Еще один сегодня умер рабБез слов пощады, злости и обиды.Над ним сомкнулся многолапый краб —Висячие сады Семирамиды.Влюбленный царь не смог снести упрек.Он не жалел ни денег, ни рабовДля радости супруги благородной.Рабы построят сад в кратчайший срок.Они – рабы, не нужно им гробов,И почва станет дважды плодородной!Восходит человечества заря,И истины пока что не избиты.О чем-то тихо ветру говорятВисячие сады Семирамиды…[1]
* * *Утром уже я вошла в комнату Калеба, когда он спал. Специально ради такого дела поставила будильник. Родригес, раскинувшись звездой посреди постели и закутавшись при этом в одеяло, мирно посапывал.
Я рывком раздвинула шторы и направилась прямиком к кровати, чтобы растолкать творца. Тот, разлепив глаза, удивился:
– Вера? Что ты здесь делаешь?
– Тебя бужу.
– А сколько времени?
– Четыре утра.
Застонав, мужчина накрыл голову подушкой.
– Принесу воды.
На меня недоверчиво посмотрели из-под укрытия.

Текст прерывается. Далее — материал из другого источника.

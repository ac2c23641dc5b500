//! Key-value backends
//!
//! Two implementations of the [`KeyValueStore`] seam: an in-memory map for
//! tests and ephemeral sessions, and a write-through JSON file standing in
//! for browser local storage. The file backend rewrites its whole document
//! on every mutation, so a crash immediately after a call observes the new
//! state on reload.

use crate::error::StorageError;
use jams_core::{KeyValueStore, Result};
use std::collections::HashMap;
use std::path::{Path, PathBuf};
use std::sync::Mutex;

/// In-memory key-value store
#[derive(Debug, Default)]
pub struct MemoryStore {
    entries: Mutex<HashMap<String, String>>,
}

impl MemoryStore {
    /// Create an empty in-memory store
    pub fn new() -> Self {
        Self::default()
    }
}

impl KeyValueStore for MemoryStore {
    fn get(&self, key: &str) -> Result<Option<String>> {
        let entries = self.entries.lock().unwrap();
        Ok(entries.get(key).cloned())
    }

    fn set(&self, key: &str, value: &str) -> Result<()> {
        let mut entries = self.entries.lock().unwrap();
        entries.insert(key.to_string(), value.to_string());
        Ok(())
    }

    fn remove(&self, key: &str) -> Result<()> {
        let mut entries = self.entries.lock().unwrap();
        entries.remove(key);
        Ok(())
    }
}

/// File-backed key-value store with an optional byte quota.
///
/// All entries live in one JSON document on disk. Every `set`/`remove`
/// rewrites the document before returning. A missing file is an empty
/// store; a file that exists but fails to parse is surfaced as corrupt
/// rather than silently discarded.
#[derive(Debug)]
pub struct FileStore {
    path: PathBuf,
    entries: Mutex<HashMap<String, String>>,
    max_bytes: Option<usize>,
}

impl FileStore {
    /// Open a store backed by `path`, creating an empty store if the file
    /// does not exist yet
    pub fn open(path: impl Into<PathBuf>) -> Result<Self> {
        Self::open_inner(path.into(), None)
    }

    /// Open a store with a quota on the serialized document size
    pub fn with_quota(path: impl Into<PathBuf>, max_bytes: usize) -> Result<Self> {
        Self::open_inner(path.into(), Some(max_bytes))
    }

    fn open_inner(path: PathBuf, max_bytes: Option<usize>) -> Result<Self> {
        let entries = Self::load(&path)?;
        Ok(Self {
            path,
            entries: Mutex::new(entries),
            max_bytes,
        })
    }

    /// Path of the backing file
    pub fn path(&self) -> &Path {
        &self.path
    }

    fn load(path: &Path) -> Result<HashMap<String, String>> {
        match std::fs::read_to_string(path) {
            Ok(raw) => {
                let entries = serde_json::from_str(&raw).map_err(|e| StorageError::Corrupt {
                    path: path.display().to_string(),
                    message: e.to_string(),
                })?;
                Ok(entries)
            }
            Err(e) if e.kind() == std::io::ErrorKind::NotFound => Ok(HashMap::new()),
            Err(e) => Err(StorageError::from(e).into()),
        }
    }

    /// Serialize the map and write it through to disk.
    ///
    /// Checked against the quota before anything touches the filesystem.
    fn write_through(&self, entries: &HashMap<String, String>) -> std::result::Result<(), StorageError> {
        let raw = serde_json::to_string(entries)
            .map_err(|e| StorageError::Serialization(e.to_string()))?;

        if let Some(limit) = self.max_bytes {
            if raw.len() > limit {
                return Err(StorageError::QuotaExceeded {
                    requested: raw.len(),
                    limit,
                });
            }
        }

        std::fs::write(&self.path, raw)?;
        Ok(())
    }
}

impl KeyValueStore for FileStore {
    fn get(&self, key: &str) -> Result<Option<String>> {
        let entries = self.entries.lock().unwrap();
        Ok(entries.get(key).cloned())
    }

    fn set(&self, key: &str, value: &str) -> Result<()> {
        let mut entries = self.entries.lock().unwrap();
        let previous = entries.insert(key.to_string(), value.to_string());

        if let Err(e) = self.write_through(&entries) {
            // Failed writes must not leave the in-memory view ahead of disk
            match previous {
                Some(old) => entries.insert(key.to_string(), old),
                None => entries.remove(key),
            };
            return Err(e.into());
        }

        tracing::debug!(key, bytes = value.len(), "stored key-value entry");
        Ok(())
    }

    fn remove(&self, key: &str) -> Result<()> {
        let mut entries = self.entries.lock().unwrap();
        let Some(previous) = entries.remove(key) else {
            return Ok(());
        };

        if let Err(e) = self.write_through(&entries) {
            entries.insert(key.to_string(), previous);
            return Err(e.into());
        }

        tracing::debug!(key, "removed key-value entry");
        Ok(())
    }
}

#[cfg(test)]
mod tests {
    use super::*;
    use jams_core::JamsError;

    #[test]
    fn memory_store_roundtrip() {
        let store = MemoryStore::new();
        assert_eq!(store.get("k").unwrap(), None);

        store.set("k", "v").unwrap();
        assert_eq!(store.get("k").unwrap(), Some("v".to_string()));

        store.remove("k").unwrap();
        assert_eq!(store.get("k").unwrap(), None);
    }

    #[test]
    fn removing_absent_key_is_not_an_error() {
        let store = MemoryStore::new();
        store.remove("missing").unwrap();
    }

    #[test]
    fn file_store_persists_across_reopen() {
        let dir = tempfile::tempdir().unwrap();
        let path = dir.path().join("store.json");

        let store = FileStore::open(&path).unwrap();
        store.set("a", "1").unwrap();
        store.set("b", "2").unwrap();
        drop(store);

        let reopened = FileStore::open(&path).unwrap();
        assert_eq!(reopened.get("a").unwrap(), Some("1".to_string()));
        assert_eq!(reopened.get("b").unwrap(), Some("2".to_string()));
    }

    #[test]
    fn missing_file_is_an_empty_store() {
        let dir = tempfile::tempdir().unwrap();
        let store = FileStore::open(dir.path().join("nothing-here.json")).unwrap();
        assert_eq!(store.get("k").unwrap(), None);
    }

    #[test]
    fn corrupt_file_is_reported() {
        let dir = tempfile::tempdir().unwrap();
        let path = dir.path().join("store.json");
        std::fs::write(&path, "not json at all").unwrap();

        let err = FileStore::open(&path).unwrap_err();
        assert!(matches!(err, JamsError::Storage(_)));
    }

    #[test]
    fn quota_rejects_oversized_write_and_keeps_old_value() {
        let dir = tempfile::tempdir().unwrap();
        let store = FileStore::with_quota(dir.path().join("store.json"), 64).unwrap();

        store.set("k", "small").unwrap();

        let big = "x".repeat(256);
        let err = store.set("k", &big).unwrap_err();
        assert!(matches!(err, JamsError::QuotaExceeded { .. }));

        // In-memory view stayed consistent with disk
        assert_eq!(store.get("k").unwrap(), Some("small".to_string()));
    }
}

– У нас сегодня второй день «обычной жизни для живца».
До того как Родригес поднялся, все, что я услышала, было ругательствами на испанском.
– Надеюсь, сегодня мы не будем мотаться?
– Нет, – улыбнулась я, – но ты должен надеть ту теплую спецодежду, которую тебе принесут.
Не дождавшись ответа, сама отправилась передаваться.
Около машины Калеб лишь спросил:
– Мы ведь не будем в такую погоду заходить в воду?
– Нет, – покачала головой я, и мы отправились в деревеньку недалеко от Цитадели.
Весь путь занял у нас всего несколько минут, потом немного пешочком, и мы… на озере. Примерно на его середине.
Там нас уже поджидал пожилой мужчина, закутанный ничуть не хуже нас, зато с широкой улыбкой.
По лицу Калеба ясно было видно, что он не понимает, чему можно улыбаться в четыре утра, когда на улице собачий холод, а мы находимся в снегу посреди чистого поля.
– Калеб, познакомься, это Дмитрий Михайлович. Он живет здесь неподалеку.
– Рад знакомству, – вежливо кивнул творец, пожимая руку.
– Дмитрий Михайлович, это как раз и есть наш познаватель русских традиций.
– Познавать – это хорошо, – хмыкнул в усы мужчина. – И парень здоровый. Помоги-ка просверлить три горловины.
– Чего? – удивился Родригес.
– Вот, втыкаешь это приспособление в лед и крутишь.
– Мы что, на льду?! – в панике начал оглядываться творец.
– А где же еще? – неподдельно удивился Дмитрий Михайлович и заставил-таки Родригеса сверлить горловину. Когда все было готово, Михалыч сам прикормил рыбу, дал специальные удочки и объяснил, как ими пользоваться.
– Мы что, утром, в мороз, будем ловить рыбу?! – все еще неверяще спросил Калеб.
– Да, – подтвердила я, уже усаживаясь.
Автоматически на свое место опустился и творец.
– Просто сидеть и ловить? – еще раз уточнил он.
– Да, – подтвердил Михалыч.
– А потом?
– Потом жарить и есть.
– Да мы здесь заледенеем! – решил пожаловаться Калеб.
– Мы тепло одеты, да и грелка есть.
– Грелка?
Михалыч вытащил бутылку водки. Опознав напиток, Калеб застонал.
– Тихо ты, рыбу распугаешь! – шикнул на него мужчина, и мы погрузились в процесс ловли.
Не сказала бы, что все получали от происходящего удовольствие, но так всегда бывает до первой рыбки. Домой мы вернулись окоченевшие, но счастливые, в отличие от группы боевиков. Те пришли вместе с нами все обмороженные. Но я выполнила их пожелание: мы практически не передвигались и ловили рыбу… большую и маленькую.
Боевики на следующий же день слегли с простудой и температурой. Что тут скажешь – южный тип.
Вот только улова, на который мы рассчитывали, пока так и не получили.
* * *Следующее задание выдалось не таким теплым и знойным, как предыдущие. Мы оказались в золотую эпоху викингов на узком берегу Ладожского озера.
Сначала эти северные воины начинали свои завоевания с Западной Европы, с Восточной серьезных конфликтов не наблюдалось. Многие исследователи выдвигали разные предположения, и лишь в две тысячи сорок восьмом году на северной стороне озера, на дне, в одной из глубоких впадин, был обнаружен скандинавский корабль, вернее то, что от него осталось.
Ученым удалось установить, что люди, плывшие на нем, кого-то преследовали. Вариантов было не так много, а наши аналитики свели количество этих вариантов к минимуму.
– Почему ты считаешь, что скандинавы преследовали именно Рюрика с братом? – Калеб недоумевал.